Segundo ele, a crise econômica impediu que as classes trabalhadoras também lutarem por melhores condições de vida e remunerações mais qualificadas: “Várias categorias mal conseguem o reajuste para recompor as perdas do período. O mercado, muitas vezes, não está aquecido, e isso acaba enfraquecendo o processo de negociação feito pelos trabalhadores”.
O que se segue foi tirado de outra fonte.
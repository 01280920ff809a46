//! Lock discipline binding the ring buffer to its two execution contexts
//!
//! [`SharedRing`] is the producer-side handle owned by the streaming driver.
//! [`CallbackConsumer`] is the narrow adapter handed to the audio subsystem.
//! Both wrap the same `parking_lot::Mutex<RingBuffer>`; every method takes the
//! lock for exactly one short critical section (cursor arithmetic plus a byte
//! copy). Synthesis happens between [`SharedRing::reserve`] and
//! [`SharedRing::publish`], with the lock released.

use super::ring_buffer::{RingBuffer, WriteRegions};
use crate::Result;
use parking_lot::Mutex;
use std::sync::Arc;

/// Play cursor snapshot taken under the lock
#[derive(Debug, Clone, Copy, PartialEq, Eq, Default)]
pub struct PlayPosition {
    /// Play cursor in sample frames, in `[0, capacity_samples)`
    pub sample: usize,
    /// Sample frames drained since playback became active
    pub total_samples: u64,
}

/// Result of a write reservation
#[derive(Debug, Clone, Copy, PartialEq, Eq)]
pub struct Reservation {
    /// Regions to fill
    pub regions: WriteRegions,
    /// Bytes committed so far, read in the same critical section
    pub written_total: u64,
    /// Bytes the write cursor jumped forward because playback had overtaken it
    pub skipped_bytes: u64,
}

/// Point-in-time view of the ring's cursors and counters
#[derive(Debug, Clone, Copy, PartialEq, Eq)]
pub struct RingSnapshot {
    /// Capacity in bytes
    pub capacity: usize,
    /// Write cursor (bytes)
    pub write_cursor: usize,
    /// Play cursor (bytes)
    pub play_cursor: usize,
    /// Bytes committed since allocation
    pub written_total: u64,
    /// Bytes drained since playback became active
    pub played_total: u64,
    /// Consume calls that ran past the written data
    pub underrun_count: u64,
    /// Bytes played that had not been written
    pub underrun_bytes: u64,
    /// Whether the first commit happened
    pub playing: bool,
}

impl RingSnapshot {
    /// Written but unplayed bytes (negative after an underrun)
    pub fn unread_bytes(&self) -> i64 {
        self.written_total as i64 - self.played_total as i64
    }
}

/// Producer-side handle to the shared ring buffer
#[derive(Debug, Clone)]
pub struct SharedRing {
    inner: Arc<Mutex<RingBuffer>>,
    stride: usize,
    capacity: usize,
}

impl SharedRing {
    /// Allocate a zeroed ring of `capacity` bytes for `stride`-byte sample frames
    pub fn new(capacity: usize, stride: usize) -> Result<Self> {
        let ring = RingBuffer::new(capacity, stride)?;
        Ok(SharedRing {
            inner: Arc::new(Mutex::new(ring)),
            stride,
            capacity,
        })
    }

    /// Capacity in bytes
    pub fn capacity(&self) -> usize {
        self.capacity
    }

    /// Bytes per sample frame
    pub fn stride(&self) -> usize {
        self.stride
    }

    /// Snapshot the play cursor
    pub fn play_position(&self) -> PlayPosition {
        let ring = self.inner.lock();
        PlayPosition {
            sample: ring.play_cursor() / self.stride,
            total_samples: ring.played_total() / self.stride as u64,
        }
    }

    /// Compute the regions between the write cursor and `target_index`.
    ///
    /// If playback overtook the writer, the write cursor first catches up to
    /// the play cursor. Nothing is copied yet.
    pub fn reserve(&self, target_index: usize) -> Reservation {
        let mut ring = self.inner.lock();
        let skipped_bytes = ring.catch_up_writer();
        Reservation {
            regions: ring.reserve_write_regions(target_index),
            written_total: ring.written_total(),
            skipped_bytes,
        }
    }

    /// Copy synthesized bytes into the reserved regions and advance the write cursor.
    pub fn publish(&self, regions: &WriteRegions, src: &[u8]) {
        if regions.is_empty() {
            return;
        }
        let mut ring = self.inner.lock();
        ring.copy_into_regions(regions, src);
        ring.commit_write(regions.len());
    }

    /// Read all cursors and counters at once
    pub fn snapshot(&self) -> RingSnapshot {
        let ring = self.inner.lock();
        RingSnapshot {
            capacity: ring.capacity(),
            write_cursor: ring.write_cursor(),
            play_cursor: ring.play_cursor(),
            written_total: ring.written_total(),
            played_total: ring.played_total(),
            underrun_count: ring.underrun_count(),
            underrun_bytes: ring.underrun_bytes(),
            playing: ring.is_playing(),
        }
    }

    /// Adapter for the hardware callback
    pub fn consumer(&self) -> CallbackConsumer {
        CallbackConsumer {
            inner: Arc::clone(&self.inner),
        }
    }
}

/// Consumer-side adapter registered with the audio subsystem.
///
/// Must return quickly and only touches the buffer under the shared lock.
#[derive(Debug, Clone)]
pub struct CallbackConsumer {
    inner: Arc<Mutex<RingBuffer>>,
}

impl CallbackConsumer {
    /// Fill `dest` from the ring; the device decides the length.
    ///
    /// Returns `true` if this call underran.
    pub fn consume(&self, dest: &mut [u8]) -> bool {
        self.inner.lock().consume(dest)
    }
}
use std::sync::Arc;

use axum::{
    extract::{Path, Query, State},
    http::StatusCode,
    response::{IntoResponse, Json},
};
use serde::Deserialize;
use tracing::info;

use spotsaver_common::{Coordinates, SortKey, Spot, SpotId};
use spotsaver_store::{FormFields, SpotForm, SpotQuery};

use crate::error::ApiError;
use crate::rest::{report_form_error, save_pending, spots_to_geojson};
use crate::AppState;

// --- Query structs ---

#[derive(Debug, Default, Deserialize)]
pub struct ListQuery {
    q: Option<String>,
    /// Comma-separated tag names.
    tags: Option<String>,
    sort: Option<String>,
}

impl From<ListQuery> for SpotQuery {
    fn from(params: ListQuery) -> Self {
        let tags = params
            .tags
            .as_deref()
            .unwrap_or("")
            .split(',')
            .map(str::trim)
            .filter(|t| !t.is_empty())
            .map(str::to_string)
            .collect();
        let sort = params.sort.as_deref().map(SortKey::parse).unwrap_or_default();

        SpotQuery::new(params.q.unwrap_or_default(), tags, sort)
    }
}

// --- Handlers ---

pub async fn api_spots(
    State(state): State<Arc<AppState>>,
    Query(params): Query<ListQuery>,
) -> impl IntoResponse {
    let query = SpotQuery::from(params);
    let store = state.store.read().await;
    let spots: Vec<Spot> = store.filtered(&query).into_iter().cloned().collect();

    Json(serde_json::json!({
        "spots": spots,
        "total": store.len(),
        "hasActiveFilters": query.has_active_filters(),
    }))
}

/// One-shot create: runs the creation form to completion in a single request.
pub async fn api_create_spot(
    State(state): State<Arc<AppState>>,
    Json(fields): Json<FormFields>,
) -> Result<impl IntoResponse, ApiError> {
    let mut form = SpotForm::new();
    form.update(fields)?;

    let draft = match form.submit(state.geocoder.as_ref()).await {
        Ok(draft) => draft,
        Err(e) => {
            report_form_error(&state, &e).await;
            return Err(e.into());
        }
    };

    let (pending, repository) = {
        let mut store = state.store.write().await;
        (store.add(draft)?, store.repository())
    };
    let entry = save_pending(&state, pending, repository).await?;

    Ok((StatusCode::CREATED, Json(entry)))
}

pub async fn api_drop_pin(
    State(state): State<Arc<AppState>>,
    Json(coordinates): Json<Coordinates>,
) -> Result<impl IntoResponse, ApiError> {
    if !coordinates.is_valid() {
        return Err(ApiError::InvalidCoordinates);
    }

    let (pending, repository) = {
        let mut store = state.store.write().await;
        (store.drop_pin(coordinates)?, store.repository())
    };
    info!(lat = coordinates.lat, lng = coordinates.lng, "Pin dropped");
    let entry = save_pending(&state, pending, repository).await?;

    Ok((StatusCode::CREATED, Json(entry)))
}

pub async fn api_spot_detail(
    State(state): State<Arc<AppState>>,
    Path(id): Path<String>,
) -> Result<impl IntoResponse, ApiError> {
    let store = state.store.read().await;
    let entry = store.get(&SpotId::from(id)).ok_or(ApiError::SpotNotFound)?;
    Ok(Json(entry.clone()))
}

pub async fn api_update_spot(Path(_id): Path<String>) -> ApiError {
    ApiError::NotImplemented
}

pub async fn api_map(State(state): State<Arc<AppState>>) -> impl IntoResponse {
    let store = state.store.read().await;
    Json(spots_to_geojson(store.entries()))
}

pub async fn api_tags(State(state): State<Arc<AppState>>) -> impl IntoResponse {
    Json(state.store.read().await.available_tags())
}

pub async fn api_stats(State(state): State<Arc<AppState>>) -> impl IntoResponse {
    Json(state.store.read().await.stats())
}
Empreendedores por necessidade 

A pandemia de COVID-19 também pode ter ampliado o empreendedorismo por necessidade em Minas Gerais. Entre os microempreendedores individuais (MEIs) que começaram um negócio após o início da pandemia, 40% empreenderam por falta de alternativa de trabalho e renda, contra 36% dos que haviam iniciado o negócio antes desse período pelo mesmo motivo. Os dados são da Pesquisa Perfil e Comportamento do Microempreendedor Individual de Minas Gerais, feita pelo Sebrae Minas.

 

Segundo o estudo, o surgimento de microempresas ocorre com mais frequência entre pessoas acima de 45 anos, que cursaram o ensino médio ou o técnico incompleto. A pesquisa mostra também que nove a cada 10 microempreendedores no estado contribuem com o orçamento doméstico, sendo 40% os únicos responsáveis pela manutenção da casa. Outros 18% são os principais mantenedores do domicílio e 35% complementam a renda.

 

“A crise econômica desencadeada pela pandemia teve vários reflexos sociais, entre os quais o desemprego. Esse cenário só agravou a dificuldade que as pessoas com mais de 45 anos e com menor escolaridade têm de conseguir um emprego com rendimento satisfatório. No caso dos que têm menor escolaridade, a baixa qualificação é um dificultador; quanto aos de mais idade, um motivo pode ser o preconceito enfrentado ao procurar emprego”, avalia Paola La Guardia, analista da Unidade de Inteligência Empresarial do Sebrae Minas.